Even if short-tempered, manifestations of frustration, annoyance and even anger on the part of judges are not sufficient to disqualify a judge from a case because they are not necessarily wrongful or inappropriate, indeed, at times they may be called for or understandable. Teachers4Action v. Bloomberg, 552 F.Supp.2d 414 (S.D.N.Y.2008).
*3 A disinterested observer fully informed of the facts in this case would find no basis for recusal. The Court perceives expressions of annoyance, frustration or anger grounded largely on the Magistrate Judge's dissatisfaction with certain actions of Plaintiffs' counsel in the incidents Plaintiffs rely upon to charge improper appearance of partiality. Moreover, Judge Peck's participation in CLE conferences and his relationship to an attorney in the defendant's firm do not warrant recusal.

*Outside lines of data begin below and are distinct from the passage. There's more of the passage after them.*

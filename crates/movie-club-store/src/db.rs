use std::collections::HashMap;
use std::path::{Path, PathBuf};
use std::sync::Arc;

use movie_club_models::{Review, User};
use serde::de::DeserializeOwned;
use serde::Serialize;
use tokio::sync::{broadcast, RwLock, RwLockReadGuard};
use tracing::{info, warn};

use crate::error::StoreError;

const USERS_FILE: &str = "users.json";
const REVIEWS_FILE: &str = "reviews.json";

// Snapshots are coalesced on lag, so a small buffer is enough even with
// slow subscribers.
const CHANGE_CHANNEL_CAPACITY: usize = 64;

/// The two collections of the application: `users` (watched lists live on
/// the user document) and `reviews`.
#[derive(Clone, Default)]
pub(crate) struct State {
    pub(crate) users: HashMap<String, User>,
    pub(crate) reviews: Vec<Review>,
}

/// Embedded document database. In-memory state behind an async RwLock,
/// persisted as one JSON file per collection, with a broadcast channel
/// fanning out change notifications to live subscriptions.
///
/// Cheap to clone; all clones share the same state and notifier.
#[derive(Clone)]
pub struct Database {
    state: Arc<RwLock<State>>,
    notify: broadcast::Sender<()>,
    data_dir: Option<PathBuf>,
}

impl Database {
    /// Open (or create) the database under `data_dir`, loading any existing
    /// collection files.
    pub fn open(data_dir: impl Into<PathBuf>) -> Result<Self, StoreError> {
        let data_dir = data_dir.into();
        std::fs::create_dir_all(&data_dir)?;

        let users: Vec<User> = load_collection(&data_dir.join(USERS_FILE), "users");
        let reviews: Vec<Review> = load_collection(&data_dir.join(REVIEWS_FILE), "reviews");

        let state = State {
            users: users.into_iter().map(|u| (u.uid.clone(), u)).collect(),
            reviews,
        };

        let (notify, _) = broadcast::channel(CHANGE_CHANNEL_CAPACITY);
        Ok(Self {
            state: Arc::new(RwLock::new(state)),
            notify,
            data_dir: Some(data_dir),
        })
    }

    /// Volatile database with no backing files. Used by tests and dry runs.
    pub fn in_memory() -> Self {
        let (notify, _) = broadcast::channel(CHANGE_CHANNEL_CAPACITY);
        Self {
            state: Arc::new(RwLock::new(State::default())),
            notify,
            data_dir: None,
        }
    }

    pub(crate) async fn read(&self) -> RwLockReadGuard<'_, State> {
        self.state.read().await
    }

    /// Apply one mutation atomically: the closure runs on a copy of the
    /// state under the write lock, the copy is persisted, and only then is
    /// it swapped in and broadcast. A failed closure or a failed write
    /// leaves both memory and disk exactly as they were, and subscribers
    /// hear nothing.
    pub(crate) async fn mutate<R>(
        &self,
        f: impl FnOnce(&mut State) -> Result<R, StoreError>,
    ) -> Result<R, StoreError> {
        let result = {
            let mut state = self.state.write().await;
            let mut next = state.clone();
            let result = f(&mut next)?;
            self.persist(&next)?;
            *state = next;
            result
        };

        // A send error only means no subscriber is listening right now.
        let _ = self.notify.send(());
        Ok(result)
    }

    pub(crate) fn subscribe_changes(&self) -> broadcast::Receiver<()> {
        self.notify.subscribe()
    }

    fn persist(&self, state: &State) -> Result<(), StoreError> {
        let Some(dir) = &self.data_dir else {
            return Ok(());
        };

        let mut users: Vec<&User> = state.users.values().collect();
        users.sort_by(|a, b| a.uid.cmp(&b.uid));
        save_collection(&dir.join(USERS_FILE), &users)?;
        save_collection(&dir.join(REVIEWS_FILE), &state.reviews)?;
        Ok(())
    }
}

fn load_collection<T: DeserializeOwned>(path: &Path, name: &str) -> Vec<T> {
    if !path.exists() {
        return Vec::new();
    }

    match std::fs::read_to_string(path) {
        Ok(content) => match serde_json::from_str::<Vec<T>>(&content) {
            Ok(data) => {
                info!("Loaded {} {} from {}", data.len(), name, path.display());
                data
            }
            Err(e) => {
                warn!(
                    "Corrupt collection file {} ({}). Starting the {} collection empty.",
                    path.display(),
                    e,
                    name
                );
                Vec::new()
            }
        },
        Err(e) => {
            warn!("Failed to read {}: {}", path.display(), e);
            Vec::new()
        }
    }
}

fn save_collection<T: Serialize>(path: &Path, data: &T) -> Result<(), StoreError> {
    let content = serde_json::to_string_pretty(data)?;
    std::fs::write(path, content)?;
    Ok(())
}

Viewing the record in its total context, the Court finds that Magistrate Judge Peck's conduct falls within the proper bounds of judicial conduct. His denial of Plaintiffs' recusal motion is consistent with the interests of judicial economy and the administration of justice. Accordingly, Plaintiffs' motion is DENIED. Defendant's request for attorney's fees and costs incurred in filing the opposition to recusal is DENIED.
SO ORDERED.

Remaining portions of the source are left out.